Dorian has grown up, fled his country, and made a life for himself that spits on the ashes of everything the rulers of Tevinter stand for, but he rarely has cause to open up that corner of his memories. There the slave has rested, pliant and beautiful and not quite real, until Dorian stumbled upon the real thing once again.

And the real thing is indeed smiling, a small wry quirk of the lips, as Hawke makes herself comfortable in his lap and leans back against his shoulder. He wears a dark leather jerkin and leggings in the Dalish fashion—barefoot, Dorian sees, and this one small jolt of familiarity further imbalances the world around him. The slave’s hands are bared as well, but the pair of segmented steel gauntlets on the table beside him show that this is not a habitual state. Perhaps he has only removed them so as not to damage the cards.

He flicks through the cards now, selecting two and sliding them across to Varric. The dwarf accepts the offering from the dream creature and calmly draws two more for him, surely unaware of who he is dealing to. As the new cards slide back across the table, Varric says something, and the slave laughs. The hoarse chuckle sends a prickle down Dorian’s spine.

“That’s not fair,” Hawke complains, poking the slave—the wolf—the _elf_ in the thigh. “One time.

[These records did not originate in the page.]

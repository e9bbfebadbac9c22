use chrono::Utc;
use sea_orm::{
    ActiveModelTrait, ActiveValue, ColumnTrait, ConnectionTrait, DbErr, EntityTrait, QueryFilter,
    QueryOrder, TransactionTrait,
};

use crate::{
    error::PlatformError,
    fixture::repository::{FixtureEntity, Repository},
    platform::{
        data::{expect_deleted, no_such_entity},
        model::page::{Page, PageDraft},
        Platform,
    },
};

#[derive(Clone, Copy)]
pub struct PageRepository<'a> {
    platform: &'a Platform,
}

impl<'a> PageRepository<'a> {
    pub fn new(platform: &'a Platform) -> Self {
        Self { platform }
    }

    /// Gets a page by its URL identifier.
    pub async fn get_by_identifier(&self, identifier: &str) -> Result<Page, PlatformError> {
        let db = self.platform.db();
        let model = entity::prelude::CmsPage::find()
            .filter(entity::cms_page::Column::Identifier.eq(identifier))
            .one(db)
            .await?
            .ok_or_else(|| no_such_entity(Page::KIND, identifier))?;

        Ok(with_stores(db, model).await?)
    }
}

/// Loads the store assignments of a page row.
async fn with_stores<C: ConnectionTrait>(
    db: &C,
    model: entity::cms_page::Model,
) -> Result<Page, DbErr> {
    let store_ids = entity::prelude::CmsPageStore::find()
        .filter(entity::cms_page_store::Column::PageId.eq(model.id))
        .order_by_asc(entity::cms_page_store::Column::StoreId)
        .all(db)
        .await?
        .into_iter()
        .map(|row| row.store_id)
        .collect();

    Ok(Page { model, store_ids })
}

impl Repository for PageRepository<'_> {
    type Entity = Page;
    type Draft = PageDraft;

    fn create(&self) -> PageDraft {
        PageDraft::default()
    }

    async fn save(&self, draft: PageDraft) -> Result<Page, PlatformError> {
        let txn = self.platform.db().begin().await?;

        let model = entity::cms_page::ActiveModel {
            identifier: ActiveValue::Set(draft.identifier),
            title: ActiveValue::Set(draft.title),
            content_heading: ActiveValue::Set(draft.content_heading),
            content: ActiveValue::Set(draft.content),
            is_active: ActiveValue::Set(draft.is_active),
            creation_time: ActiveValue::Set(Utc::now()),
            ..Default::default()
        }
        .insert(&txn)
        .await?;

        let mut store_ids = draft.store_ids;
        store_ids.sort_unstable();
        store_ids.dedup();

        for &store_id in &store_ids {
            entity::prelude::CmsPageStore::insert(entity::cms_page_store::ActiveModel {
                page_id: ActiveValue::Set(model.id),
                store_id: ActiveValue::Set(store_id),
            })
            .exec_without_returning(&txn)
            .await?;
        }

        txn.commit().await?;

        Ok(Page { model, store_ids })
    }

    async fn get_by_id(&self, id: i32) -> Result<Page, PlatformError> {
        let db = self.platform.db();
        let model = entity::prelude::CmsPage::find_by_id(id)
            .one(db)
            .await?
            .ok_or_else(|| no_such_entity(Page::KIND, id))?;

        Ok(with_stores(db, model).await?)
    }

    async fn delete(&self, page: &Page) -> Result<(), PlatformError> {
        let result = entity::prelude::CmsPage::delete_by_id(page.model.id)
            .exec(self.platform.db())
            .await?;

        expect_deleted(result, Page::KIND, page.model.id)
    }
}
use super::*;

/// Tests that store view rollback runs inside the secure area.
///
/// Expected: rollback succeeds, the store is gone and the secure area is released
#[tokio::test]
async fn store_rollback_uses_secure_area() -> Result<(), FixtureError> {
    let platform = storefront_platform().await;
    let mut stores = FixturePool::new(platform.stores());

    let store = StoreBuilder::new(platform.stores())
        .with_code("store_fr")
        .build()
        .await?;
    assert_eq!(store.name, "Store Fr");
    assert!(store.is_active);

    stores.add_with_key(store.clone(), "fr");
    stores.rollback().await?;

    assert!(!platform.secure_area().is_registered());
    assert!(platform.stores().get_by_id(store.id).await.unwrap_err().is_not_found());

    Ok(())
}

/// Tests that a store view outside any pool cannot be deleted directly.
///
/// Expected: Err(SecureAreaRequired)
#[tokio::test]
async fn direct_store_delete_requires_secure_area() -> Result<(), FixtureError> {
    let platform = storefront_platform().await;
    let store = StoreBuilder::new(platform.stores()).build().await?;

    let result = platform.stores().delete(&store).await;

    assert!(matches!(result, Err(PlatformError::SecureAreaRequired { .. })));

    Ok(())
}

It was one time!”

“One time is all it takes, Waffles,” Varric says. “Look, are you going to actually play, or just lounge around on your new armchair all night?”

“Fenris isn’t an armchair.” That gets a mutter of agreement from the elf. “He’s more like a … chaise longue. Or a fainting couch. Something I can drape myself over to look pretty and delicate.”

Dorian leans forward a little, almost not realizing what he’s doing. For the first time in his life, he is about to hear the sla—elf speak.

“If you’re planning to faint on me,” the elf says, “do me the courtesy of not spilling my drink again.”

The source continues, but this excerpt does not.